At the moment, as he urges Kuba to ram the Explorer, he knows that his anger at Nina has swollen into rage and that rage can sour enthusiasm into the most violent and least wise of intentions. But what he feels is not his fault. She’s making him this way. She takes the boy and runs, and then she doesn’t just give up at the roadblock like she ought to, and now she’s forcing them to chase her through this zombie forest. It’s as if, right in front of his homeys, she keeps telling him that she’s going to cut his pecker off, or as if she thinks she has essentially already cut it off, humiliating him.

She makes the situation even worse by handling the Explorer as if she went to some Hollywood school for stunt driving and graduated at the top of her class. Except for clipping the right rear fender on a tree trunk, she’s pumping that four-wheel so expertly that Kuba not only is failing to catch up with her, he’s beginning to fall farther behind.

“Don’t let this happen,” Aleem warns.

“Everythin’ is everythin’, boss.”

Everything isn’t all right, and the fact that Kuba calls him “boss” is proof that the ass-kisser knows it.

“You want a piece of that quiff,” Aleem says, “better catch her soon. Longer it takes, more likely I’ll break her neck ’fore you can strip her down for action.”

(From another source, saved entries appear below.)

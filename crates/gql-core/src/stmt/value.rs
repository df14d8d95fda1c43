use super::*;
use crate::{driver::Key, Error, Result};

use chrono::{DateTime, Utc};
use indexmap::IndexMap;
use rust_decimal::Decimal;

/// A dynamically typed value.
///
/// The variant doubles as the declared type tag of a bound query parameter.
#[derive(Debug, Default, Clone, PartialEq)]
pub enum Value {
    /// Null value
    #[default]
    Null,

    /// Boolean value
    Bool(bool),

    /// Signed 16-bit integer
    I16(i16),

    /// Signed 32-bit integer
    I32(i32),

    /// Signed 64-bit integer
    I64(i64),

    /// Double precision float
    F64(f64),

    /// Exact decimal number
    Decimal(Decimal),

    /// String value
    String(String),

    /// Instant in UTC
    DateTime(DateTime<Utc>),

    /// Opaque bytes
    Bytes(Vec<u8>),

    /// Value of an enumerated type
    Enum(ValueEnum),

    /// A reference to a stored entity
    Key(Key),

    /// A list of values of the same type
    List(Vec<Value>),

    /// String-keyed entries, in insertion order
    Map(IndexMap<String, Value>),

    /// A nested record
    Record(ValueRecord),
}

impl Value {
    pub const fn null() -> Self {
        Self::Null
    }

    pub const fn is_null(&self) -> bool {
        matches!(self, Self::Null)
    }

    pub const fn is_bool(&self) -> bool {
        matches!(self, Self::Bool(_))
    }

    pub fn record_from_vec(fields: Vec<Self>) -> Self {
        ValueRecord::from_vec(fields).into()
    }

    pub fn as_str(&self) -> Option<&str> {
        match self {
            Self::String(v) => Some(&**v),
            _ => None,
        }
    }

    pub fn as_bool(&self) -> Option<bool> {
        match *self {
            Self::Bool(v) => Some(v),
            _ => None,
        }
    }

    /// Widens any integer variant to `i64`.
    pub fn as_i64(&self) -> Option<i64> {
        match *self {
            Self::I16(v) => Some(v.into()),
            Self::I32(v) => Some(v.into()),
            Self::I64(v) => Some(v),
            _ => None,
        }
    }

    pub fn to_record(self) -> Result<ValueRecord> {
        match self {
            Self::Record(record) => Ok(record),
            _ => Err(Error::type_conversion(self, "record")),
        }
    }

    pub fn to_list(self) -> Result<Vec<Value>> {
        match self {
            Self::List(items) => Ok(items),
            _ => Err(Error::type_conversion(self, "list")),
        }
    }

    pub fn to_map(self) -> Result<IndexMap<String, Value>> {
        match self {
            Self::Map(entries) => Ok(entries),
            _ => Err(Error::type_conversion(self, "map")),
        }
    }

    /// Returns `true` for null, empty strings and empty collections.
    pub fn is_blank(&self) -> bool {
        match self {
            Self::Null => true,
            Self::String(v) => v.trim().is_empty(),
            Self::List(v) => v.is_empty(),
            Self::Map(v) => v.is_empty(),
            _ => false,
        }
    }
}

macro_rules! impl_value_conversions {
    ($( $ty:ty => $variant:ident, $lit:literal; )*) => {
        $(
            impl From<$ty> for Value {
                fn from(value: $ty) -> Self {
                    Self::$variant(value)
                }
            }

            impl TryFrom<Value> for $ty {
                type Error = Error;

                fn try_from(value: Value) -> Result<Self> {
                    match value {
                        Value::$variant(value) => Ok(value),
                        _ => Err(Error::type_conversion(value, $lit)),
                    }
                }
            }
        )*
    };
}

impl_value_conversions! {
    bool => Bool, "bool";
    i16 => I16, "i16";
    i32 => I32, "i32";
    i64 => I64, "i64";
    f64 => F64, "f64";
    Decimal => Decimal, "Decimal";
    String => String, "String";
    Vec<u8> => Bytes, "Vec<u8>";
    Key => Key, "Key";
}

impl From<&str> for Value {
    fn from(value: &str) -> Self {
        Self::String(value.to_string())
    }
}

impl<T> From<Option<T>> for Value
where
    Value: From<T>,
{
    fn from(value: Option<T>) -> Self {
        match value {
            Some(value) => Value::from(value),
            None => Value::Null,
        }
    }
}
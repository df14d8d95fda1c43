pub mod driver;
pub use driver::{KeyLookup, Transport};

mod error;
pub use error::{Error, IntoError};

mod model;
pub use model::Model;

pub mod schema;
pub use schema::ModelSchema;

pub mod stmt;

/// A Result type alias that uses the crate's [`Error`] type.
pub type Result<T> = core::result::Result<T, Error>;

pub use async_trait::async_trait;
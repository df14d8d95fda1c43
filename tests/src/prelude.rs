//! Common imports for test files
//!
//! This module provides a convenient way to import frequently used items
//! in test files with `use tests::prelude::*;`

pub use crate::models::{entity, Color, TestModel};
pub use crate::{setup, setup_with, ExecLog, LoggingTransport, TransportOp};

pub use gql::{captured, literal, Config, Db, Error, Model, Query, Row, Value};

pub use std_util::prelude::*;
#![allow(dead_code)]

use gql_core::schema::{Field, ModelSchema};
use gql_core::stmt::{EnumVariant, Expr, Pipeline, Stage, Type};

use std::sync::OnceLock;

pub const COLORS: &[EnumVariant] = &[
    EnumVariant::new("Red", 0),
    EnumVariant::new("Green", 1),
    EnumVariant::new("Blue", 2),
];

pub fn nested_schema() -> &'static ModelSchema {
    static SCHEMA: OnceLock<ModelSchema> = OnceLock::new();
    SCHEMA.get_or_init(|| ModelSchema::new("Nested", vec![Field::new("Value", Type::I32)]))
}

pub fn schema() -> &'static ModelSchema {
    static SCHEMA: OnceLock<ModelSchema> = OnceLock::new();
    SCHEMA.get_or_init(|| {
        ModelSchema::new(
            "TestModel",
            vec![
                Field::new("Id", Type::String),
                Field::new("BoolValue", Type::Bool),
                Field::new("OtherBool", Type::Bool),
                Field::new("ShortValue", Type::I16),
                Field::new("IntValue", Type::I32),
                Field::new("LongValue", Type::I64),
                Field::new("DoubleValue", Type::F64),
                Field::new("DecimalValue", Type::Decimal),
                Field::new("StringValue", Type::String),
                Field::new("DateTimeValue", Type::DateTime),
                Field::new("Color", Type::Enum(COLORS)),
                Field::new("Tags", Type::list(Type::String)),
                Field::new("Nested", Type::Record(nested_schema)),
            ],
        )
    })
}

pub fn pipeline(stages: impl IntoIterator<Item = Stage>) -> Pipeline {
    let mut pipeline = Pipeline::new(schema());
    for stage in stages {
        pipeline.push(stage);
    }
    pipeline
}

pub fn m(name: &'static str) -> Expr {
    Expr::member(name)
}

pub fn v(value: impl Into<gql_core::stmt::Value>) -> Expr {
    Expr::value(value)
}
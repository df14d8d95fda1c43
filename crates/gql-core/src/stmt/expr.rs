use super::{BinaryOp, Captured, Value};

/// A predicate or selector over the bound row.
#[derive(Debug, Clone)]
pub enum Expr {
    /// The bound row itself
    Row,

    /// A member of the bound row; more than one segment is a deep chain
    Member(ExprMember),

    /// A literal value
    Value(Value),

    /// A deferred value, folded into a literal at translation time
    Captured(Captured),

    /// Boolean negation
    Not(Box<Expr>),

    /// Comparison
    BinaryOp(ExprBinaryOp),

    /// Conjunction
    And(ExprAnd),

    /// Disjunction. The store cannot express it.
    Or(ExprOr),

    /// A method call on a member, such as a containment test
    Method(ExprMethod),

    /// A record built from other expressions
    Record(ExprRecord),
}

#[derive(Debug, Clone, PartialEq, Eq)]
pub struct ExprMember {
    pub path: Vec<&'static str>,
}

#[derive(Debug, Clone)]
pub struct ExprBinaryOp {
    pub lhs: Box<Expr>,
    pub op: BinaryOp,
    pub rhs: Box<Expr>,
}

#[derive(Debug, Clone)]
pub struct ExprAnd {
    pub operands: Vec<Expr>,
}

#[derive(Debug, Clone)]
pub struct ExprOr {
    pub operands: Vec<Expr>,
}

#[derive(Debug, Clone)]
pub struct ExprMethod {
    pub receiver: Box<Expr>,
    pub name: &'static str,
    pub args: Vec<Expr>,
}

#[derive(Debug, Clone)]
pub struct ExprRecord {
    pub fields: Vec<Expr>,
}

impl Expr {
    pub fn member(name: &'static str) -> Self {
        Self::Member(ExprMember { path: vec![name] })
    }

    pub fn member_path(path: impl IntoIterator<Item = &'static str>) -> Self {
        Self::Member(ExprMember {
            path: path.into_iter().collect(),
        })
    }

    pub fn value(value: impl Into<Value>) -> Self {
        Self::Value(value.into())
    }

    pub fn captured(f: impl Fn() -> Value + Send + Sync + 'static) -> Self {
        Self::Captured(Captured::new(f))
    }

    pub fn not(expr: impl Into<Expr>) -> Self {
        Self::Not(Box::new(expr.into()))
    }

    pub fn binary_op(lhs: impl Into<Expr>, op: BinaryOp, rhs: impl Into<Expr>) -> Self {
        Self::BinaryOp(ExprBinaryOp {
            lhs: Box::new(lhs.into()),
            op,
            rhs: Box::new(rhs.into()),
        })
    }

    pub fn eq(lhs: impl Into<Expr>, rhs: impl Into<Expr>) -> Self {
        Self::binary_op(lhs, BinaryOp::Eq, rhs)
    }

    pub fn ne(lhs: impl Into<Expr>, rhs: impl Into<Expr>) -> Self {
        Self::binary_op(lhs, BinaryOp::Ne, rhs)
    }

    pub fn lt(lhs: impl Into<Expr>, rhs: impl Into<Expr>) -> Self {
        Self::binary_op(lhs, BinaryOp::Lt, rhs)
    }

    pub fn le(lhs: impl Into<Expr>, rhs: impl Into<Expr>) -> Self {
        Self::binary_op(lhs, BinaryOp::Le, rhs)
    }

    pub fn gt(lhs: impl Into<Expr>, rhs: impl Into<Expr>) -> Self {
        Self::binary_op(lhs, BinaryOp::Gt, rhs)
    }

    pub fn ge(lhs: impl Into<Expr>, rhs: impl Into<Expr>) -> Self {
        Self::binary_op(lhs, BinaryOp::Ge, rhs)
    }

    /// Conjunction of two expressions, flattening nested conjunctions.
    pub fn and(lhs: impl Into<Expr>, rhs: impl Into<Expr>) -> Self {
        let mut operands = vec![];
        for expr in [lhs.into(), rhs.into()] {
            match expr {
                Expr::And(and) => operands.extend(and.operands),
                expr => operands.push(expr),
            }
        }
        Self::And(ExprAnd { operands })
    }

    pub fn or(lhs: impl Into<Expr>, rhs: impl Into<Expr>) -> Self {
        let mut operands = vec![];
        for expr in [lhs.into(), rhs.into()] {
            match expr {
                Expr::Or(or) => operands.extend(or.operands),
                expr => operands.push(expr),
            }
        }
        Self::Or(ExprOr { operands })
    }

    pub fn method(receiver: impl Into<Expr>, name: &'static str, args: Vec<Expr>) -> Self {
        Self::Method(ExprMethod {
            receiver: Box::new(receiver.into()),
            name,
            args,
        })
    }

    pub fn record(fields: impl IntoIterator<Item = Expr>) -> Self {
        Self::Record(ExprRecord {
            fields: fields.into_iter().collect(),
        })
    }

    /// Returns the literal boolean this expression is, if any.
    pub fn as_bool_literal(&self) -> Option<bool> {
        match self {
            Self::Value(Value::Bool(v)) => Some(*v),
            _ => None,
        }
    }
}

impl ExprMember {
    /// The single field name this member refers to, or `None` for a deep
    /// chain.
    pub fn name(&self) -> Option<&'static str> {
        match self.path[..] {
            [name] => Some(name),
            _ => None,
        }
    }

    pub fn dotted(&self) -> String {
        self.path.join(".")
    }
}

impl From<Value> for Expr {
    fn from(value: Value) -> Self {
        Self::Value(value)
    }
}

impl From<bool> for Expr {
    fn from(value: bool) -> Self {
        Self::Value(Value::Bool(value))
    }
}

impl From<ExprMember> for Expr {
    fn from(value: ExprMember) -> Self {
        Self::Member(value)
    }
}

“I’m up for that,” Kuba says.

“Up for that? Up for what?”

“Do what you need, then so will I, just so she’s still warm.”

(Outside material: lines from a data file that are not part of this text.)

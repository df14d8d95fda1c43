use crate::ExecLog;

use gql::{async_trait, Entity, Error, GqlQuery, Key, KeyLookup, Result, Transport};
use std::collections::{HashSet, VecDeque};
use std::sync::{Arc, Mutex};

/// An in-memory transport that replays canned responses and logs every
/// request it receives.
#[derive(Debug, Default)]
pub struct LoggingTransport {
    /// Responses to `run_query`, in order. Once exhausted, queries return
    /// no rows.
    responses: Mutex<VecDeque<Result<Vec<Entity>>>>,

    /// Key names reported as already taken
    taken: Mutex<HashSet<String>>,

    /// Log of all requests made through this transport
    /// Using Arc<Mutex> for thread-safe access from tests
    ops_log: Arc<Mutex<Vec<TransportOp>>>,
}

#[derive(Debug, Clone, PartialEq)]
pub enum TransportOp {
    RunQuery(GqlQuery),
    Exists(Key),
}

impl LoggingTransport {
    pub fn new() -> Self {
        Self::default()
    }

    /// Queue the rows returned by the next query.
    pub fn respond(self, rows: Vec<Entity>) -> Self {
        self.responses.lock().unwrap().push_back(Ok(rows));
        self
    }

    /// Queue a failure for the next query.
    pub fn fail(self, err: Error) -> Self {
        self.responses.lock().unwrap().push_back(Err(err));
        self
    }

    /// Report `name` as an existing key.
    pub fn taken(self, name: impl Into<String>) -> Self {
        self.taken.lock().unwrap().insert(name.into());
        self
    }

    /// Get a handle to access the operations log
    pub fn exec_log(&self) -> ExecLog {
        ExecLog::new(self.ops_log.clone())
    }
}

#[async_trait]
impl KeyLookup for LoggingTransport {
    async fn exists(&self, key: &Key) -> Result<bool> {
        self.ops_log
            .lock()
            .unwrap()
            .push(TransportOp::Exists(key.clone()));

        Ok(self.taken.lock().unwrap().contains(&key.name))
    }
}

#[async_trait]
impl Transport for LoggingTransport {
    async fn run_query(&self, query: &GqlQuery) -> Result<Vec<Entity>> {
        self.ops_log
            .lock()
            .unwrap()
            .push(TransportOp::RunQuery(query.clone()));

        self.responses
            .lock()
            .unwrap()
            .pop_front()
            .unwrap_or_else(|| Ok(vec![]))
    }
}
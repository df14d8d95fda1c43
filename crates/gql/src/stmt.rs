mod expr;
pub use expr::{captured, Expr};

mod into_expr;
pub use into_expr::IntoExpr;

mod order_by;
pub use order_by::OrderBy;

mod path;
pub use path::Path;

mod primitive;
pub use primitive::Primitive;

mod primitive_chrono;

mod query;
pub use query::Query;

mod select;
pub use select::{literal, Literal, Row, Selector};
use super::Error;

#[derive(Debug)]
pub(super) struct InvalidConfig {
    message: Box<str>,
}

impl std::error::Error for InvalidConfig {}

impl core::fmt::Display for InvalidConfig {
    fn fmt(&self, f: &mut core::fmt::Formatter) -> core::fmt::Result {
        write!(f, "invalid configuration: {}", self.message)
    }
}

impl Error {
    /// Creates an invalid configuration error.
    pub fn invalid_config(message: impl Into<String>) -> Error {
        Error::from(super::ErrorKind::InvalidConfig(InvalidConfig {
            message: message.into().into(),
        }))
    }

    /// Returns `true` if this error is an invalid configuration error.
    pub fn is_invalid_config(&self) -> bool {
        matches!(self.kind(), super::ErrorKind::InvalidConfig(_))
    }
}
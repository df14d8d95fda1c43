/// One variant of an enumerated field type.
#[derive(Debug, Clone, Copy, PartialEq, Eq)]
pub struct EnumVariant {
    pub name: &'static str,
    pub discriminant: i64,
}

impl EnumVariant {
    pub const fn new(name: &'static str, discriminant: i64) -> Self {
        Self { name, discriminant }
    }

    pub fn by_discriminant(variants: &[EnumVariant], discriminant: i64) -> Option<EnumVariant> {
        variants
            .iter()
            .copied()
            .find(|variant| variant.discriminant == discriminant)
    }

    pub fn by_name(variants: &[EnumVariant], name: &str) -> Option<EnumVariant> {
        variants.iter().copied().find(|variant| variant.name == name)
    }
}
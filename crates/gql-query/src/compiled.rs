use crate::{render, Ast, Inline, ShapeFlags};

use gql_core::{
    stmt::{Expr, TerminalKind, Value},
    Result,
};

/// A bound query parameter. The value's variant is its declared type.
#[derive(Debug, Clone, PartialEq)]
pub struct Param {
    pub name: String,
    pub value: Value,
}

impl Param {
    pub fn new(name: impl Into<String>, value: Value) -> Self {
        Self {
            name: name.into(),
            value,
        }
    }
}

/// Which columns a query returns and how to shape each row.
#[derive(Debug, Clone)]
pub struct ProjectionPlan {
    /// Source columns in selector order. Empty means every property.
    pub columns: Vec<String>,

    /// The selector evaluated against each returned row.
    pub selector: Expr,
}

impl ProjectionPlan {
    pub fn select_all() -> Self {
        Self {
            columns: vec![],
            selector: Expr::Row,
        }
    }

    pub fn is_select_all(&self) -> bool {
        self.columns.is_empty()
    }
}

/// The executable form of a pipeline.
#[derive(Debug, Clone)]
pub struct Compiled {
    /// The kind being queried
    pub kind: &'static str,

    /// Query text with `@name` placeholders
    pub text: String,

    pub params: Vec<Param>,

    pub plan: ProjectionPlan,

    pub shape: ShapeFlags,

    /// The terminal operation, if any
    pub terminal: Option<TerminalKind>,

    pub ast: Ast,
}

impl Compiled {
    pub fn param(&self, name: &str) -> Option<&Value> {
        self.params
            .iter()
            .find(|param| param.name == name)
            .map(|param| &param.value)
    }

    /// Render the query with parameter values inlined.
    pub fn display_text(&self) -> Result<String> {
        render(&self.ast, &Inline(&self.params))
    }

    /// Properties the query touches: condition and ordering members first,
    /// then projected columns.
    pub fn columns(&self) -> impl Iterator<Item = &str> {
        self.ast
            .members()
            .chain(self.plan.columns.iter().map(|column| &column[..]))
    }
}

“Man, you’re spookier than dead trees.”

Grinning, Kuba admits, “I got my ways.”





In the passenger seat, John sits at attention, the phone a rectangle of light in his hands. “What’s Michael doing?”

“Saving us.”

“How can you be so sure?”

“You’ll see.”

“Nothing’s happening.”

“Only been a minute since he answered our post.”

“‘The ninth hour.’”

“Is it ever.”

The vast orchard seems to span a burnt-out world, the black and haggard trees with their tortuous rickrack of branches standing to monument the death of humanity in a last war of all against all, the gangbangers’ SUVs like robotic scourges prowling the aftermath to eradicate remaining survivors. Nina has never been so terrified as she is now. These barren but ordered woods evoke horrors as diverse as scenes in a James Cameron movie and Golgotha falling into midday darkness. Yet in peril, as also in loss and grief, she sees, as she always does, moments of strange beauty. Sweeping light silvers the water streaming down black bark. The air is briefly but richly diamonded with wind-tossed raindrops. For a moment, the twigwork of backlit branches seems to form logograms that float in the air with mystical meaning, like comforting messages in some language that she has known in a previous life and will know again in a life to follow this one. Some might say that it’s a fault—but she thinks it is a gift—to perceive beauty and the hope that it represents in even the ugliest moments of life.